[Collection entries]
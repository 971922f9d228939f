//! Wire messages for the blog RPC surface.
//!
//! # Responsibility
//! - Define request/response shapes for the five blog RPCs.
//! - Frame messages as newline-delimited JSON.
//!
//! # Invariants
//! - One frame per line; frames never contain a raw newline.
//! - A list call answers with zero or more `StreamItem` frames followed by
//!   exactly one `StreamEnd` or `Error` frame.

use blog_core::{BlogPost, BlogServiceError};
use serde::de::DeserializeOwned;
use serde::{Deserialize, Serialize};
use std::error::Error;
use std::fmt::{Display, Formatter};

/// A blog post as seen by RPC callers.
#[derive(Debug, Clone, Default, PartialEq, Eq, Serialize, Deserialize)]
pub struct Blog {
    /// Absent in update and list responses.
    #[serde(default, skip_serializing_if = "Option::is_none")]
    pub id: Option<i64>,
    pub title: String,
    pub author: String,
    pub content: String,
}

impl Blog {
    pub fn new(
        title: impl Into<String>,
        author: impl Into<String>,
        content: impl Into<String>,
    ) -> Self {
        Self {
            id: None,
            title: title.into(),
            author: author.into(),
            content: content.into(),
        }
    }

    /// Full projection including the storage id.
    pub fn with_id(post: BlogPost) -> Self {
        Self {
            id: Some(post.id),
            ..Self::without_id(post)
        }
    }

    /// Projection used by update and list responses.
    pub fn without_id(post: BlogPost) -> Self {
        Self {
            id: None,
            title: post.title,
            author: post.author,
            content: post.content,
        }
    }
}

#[derive(Debug, Clone, PartialEq, Eq, Serialize, Deserialize)]
pub struct CreateBlogRequest {
    pub blog: Blog,
}

#[derive(Debug, Clone, PartialEq, Eq, Serialize, Deserialize)]
pub struct CreateBlogResponse {
    pub blog: Blog,
}

#[derive(Debug, Clone, PartialEq, Eq, Serialize, Deserialize)]
pub struct ReadBlogRequest {
    pub title: String,
    pub author: String,
}

#[derive(Debug, Clone, PartialEq, Eq, Serialize, Deserialize)]
pub struct ReadBlogResponse {
    pub blog: Blog,
}

#[derive(Debug, Clone, PartialEq, Eq, Serialize, Deserialize)]
pub struct UpdateBlogRequest {
    pub title: String,
    pub author: String,
    pub content: String,
}

#[derive(Debug, Clone, PartialEq, Eq, Serialize, Deserialize)]
pub struct UpdateBlogResponse {
    pub blog: Blog,
}

#[derive(Debug, Clone, PartialEq, Eq, Serialize, Deserialize)]
pub struct DeleteBlogRequest {
    pub title: String,
    pub author: String,
}

#[derive(Debug, Clone, PartialEq, Eq, Serialize, Deserialize)]
pub struct DeleteBlogResponse {
    pub confirmation: String,
}

#[derive(Debug, Clone, Default, PartialEq, Eq, Serialize, Deserialize)]
pub struct ListBlogsRequest {}

#[derive(Debug, Clone, PartialEq, Eq, Serialize, Deserialize)]
pub struct ListBlogsResponse {
    pub blog: Blog,
}

/// Client-to-server envelope, tagged by RPC name.
#[derive(Debug, Clone, PartialEq, Eq, Serialize, Deserialize)]
#[serde(tag = "method", content = "params")]
pub enum Request {
    CreateBlog(CreateBlogRequest),
    ReadBlog(ReadBlogRequest),
    UpdateBlog(UpdateBlogRequest),
    DeleteBlog(DeleteBlogRequest),
    ListBlogs(ListBlogsRequest),
}

impl Request {
    /// RPC name used in logs.
    pub fn method(&self) -> &'static str {
        match self {
            Self::CreateBlog(_) => "CreateBlog",
            Self::ReadBlog(_) => "ReadBlog",
            Self::UpdateBlog(_) => "UpdateBlog",
            Self::DeleteBlog(_) => "DeleteBlog",
            Self::ListBlogs(_) => "ListBlogs",
        }
    }
}

/// Single-message replies.
#[derive(Debug, Clone, PartialEq, Eq, Serialize, Deserialize)]
#[serde(tag = "method", content = "result")]
pub enum Response {
    CreateBlog(CreateBlogResponse),
    ReadBlog(ReadBlogResponse),
    UpdateBlog(UpdateBlogResponse),
    DeleteBlog(DeleteBlogResponse),
}

/// Server-to-client envelope.
#[derive(Debug, Clone, PartialEq, Eq, Serialize, Deserialize)]
#[serde(tag = "frame", content = "body", rename_all = "snake_case")]
pub enum Frame {
    Unary(Response),
    StreamItem(ListBlogsResponse),
    StreamEnd,
    Error(Status),
}

/// Distinguishable failure kinds reported to callers.
#[derive(Debug, Clone, Copy, PartialEq, Eq, Serialize, Deserialize)]
#[serde(rename_all = "snake_case")]
pub enum Code {
    AlreadyExists,
    NotFound,
    InvalidArgument,
    Internal,
}

impl Code {
    pub fn as_str(self) -> &'static str {
        match self {
            Self::AlreadyExists => "already_exists",
            Self::NotFound => "not_found",
            Self::InvalidArgument => "invalid_argument",
            Self::Internal => "internal",
        }
    }
}

/// RPC failure: a code plus a human-readable message.
#[derive(Debug, Clone, PartialEq, Eq, Serialize, Deserialize)]
pub struct Status {
    pub code: Code,
    pub message: String,
}

impl Status {
    pub fn new(code: Code, message: impl Into<String>) -> Self {
        Self {
            code,
            message: message.into(),
        }
    }
}

impl Display for Status {
    fn fmt(&self, f: &mut Formatter<'_>) -> std::fmt::Result {
        write!(f, "{}: {}", self.code.as_str(), self.message)
    }
}

impl Error for Status {}

impl From<BlogServiceError> for Status {
    fn from(value: BlogServiceError) -> Self {
        let code = match &value {
            BlogServiceError::InvalidArgument(_) => Code::InvalidArgument,
            BlogServiceError::AlreadyExists { .. } => Code::AlreadyExists,
            BlogServiceError::NotFound { .. } => Code::NotFound,
            BlogServiceError::Internal(_) | BlogServiceError::Repo(_) => Code::Internal,
        };
        Self::new(code, value.to_string())
    }
}

/// Serializes `value` as one newline-terminated frame.
pub fn encode_line<T: Serialize>(value: &T) -> serde_json::Result<String> {
    let mut line = serde_json::to_string(value)?;
    line.push('\n');
    Ok(line)
}

/// Parses one frame; surrounding whitespace (including the newline) is ignored.
pub fn decode_line<T: DeserializeOwned>(line: &str) -> serde_json::Result<T> {
    serde_json::from_str(line.trim())
}

#[cfg(test)]
mod tests {
    use super::*;
    use blog_core::PostValidationError;
    use serde_json::json;

    #[test]
    fn request_is_tagged_by_method_name() {
        let request = Request::ReadBlog(ReadBlogRequest {
            title: "Life".to_string(),
            author: "Alice".to_string(),
        });
        let value = serde_json::to_value(&request).unwrap();
        assert_eq!(
            value,
            json!({"method": "ReadBlog", "params": {"title": "Life", "author": "Alice"}})
        );
    }

    #[test]
    fn list_request_parses_with_empty_params() {
        let request: Request = decode_line("{\"method\":\"ListBlogs\",\"params\":{}}\n").unwrap();
        assert_eq!(request.method(), "ListBlogs");
    }

    #[test]
    fn blog_without_id_omits_the_field() {
        let line = encode_line(&Frame::StreamItem(ListBlogsResponse {
            blog: Blog::new("Life", "Alice", "body"),
        }))
        .unwrap();
        assert!(line.ends_with('\n'));
        assert!(!line.contains("\"id\""));

        let value: serde_json::Value = decode_line(&line).unwrap();
        assert_eq!(value["frame"], "stream_item");
    }

    #[test]
    fn stream_end_has_no_body() {
        let line = encode_line(&Frame::StreamEnd).unwrap();
        assert_eq!(line, "{\"frame\":\"stream_end\"}\n");
        assert_eq!(decode_line::<Frame>(&line).unwrap(), Frame::StreamEnd);
    }

    #[test]
    fn service_errors_map_to_distinct_codes() {
        let invalid = Status::from(BlogServiceError::InvalidArgument(
            PostValidationError::BlankTitle,
        ));
        assert_eq!(invalid.code, Code::InvalidArgument);

        let exists = Status::from(BlogServiceError::AlreadyExists {
            title: "Life".to_string(),
        });
        assert_eq!(exists.code, Code::AlreadyExists);
        assert!(exists.message.contains("Life"));

        let internal = Status::from(BlogServiceError::Internal("closed".to_string()));
        assert_eq!(internal.code, Code::Internal);
        assert_eq!(internal.to_string(), "internal: internal error: closed");
    }
}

§ Task description
Only the lines from the one containing "let value = serde_json::to_value(&request).unwrap();" through the last line above belong in your answer. Retype them exactly.

§ Solution for this task
        let value = serde_json::to_value(&request).unwrap();
        assert_eq!(
            value,
            json!({"method": "ReadBlog", "params": {"title": "Life", "author": "Alice"}})
        );
    }

    #[test]
    fn list_request_parses_with_empty_params() {
        let request: Request = decode_line("{\"method\":\"ListBlogs\",\"params\":{}}\n").unwrap();
        assert_eq!(request.method(), "ListBlogs");
    }

    #[test]
    fn blog_without_id_omits_the_field() {
        let line = encode_line(&Frame::StreamItem(ListBlogsResponse {
            blog: Blog::new("Life", "Alice", "body"),
        }))
        .unwrap();
        assert!(line.ends_with('\n'));
        assert!(!line.contains("\"id\""));

        let value: serde_json::Value = decode_line(&line).unwrap();
        assert_eq!(value["frame"], "stream_item");
    }

    #[test]
    fn stream_end_has_no_body() {
        let line = encode_line(&Frame::StreamEnd).unwrap();
        assert_eq!(line, "{\"frame\":\"stream_end\"}\n");
        assert_eq!(decode_line::<Frame>(&line).unwrap(), Frame::StreamEnd);
    }

    #[test]
    fn service_errors_map_to_distinct_codes() {
        let invalid = Status::from(BlogServiceError::InvalidArgument(
            PostValidationError::BlankTitle,
        ));
        assert_eq!(invalid.code, Code::InvalidArgument);

        let exists = Status::from(BlogServiceError::AlreadyExists {
            title: "Life".to_string(),
        });
        assert_eq!(exists.code, Code::AlreadyExists);
        assert!(exists.message.contains("Life"));

        let internal = Status::from(BlogServiceError::Internal("closed".to_string()));
        assert_eq!(internal.code, Code::Internal);
        assert_eq!(internal.to_string(), "internal: internal error: closed");
    }
}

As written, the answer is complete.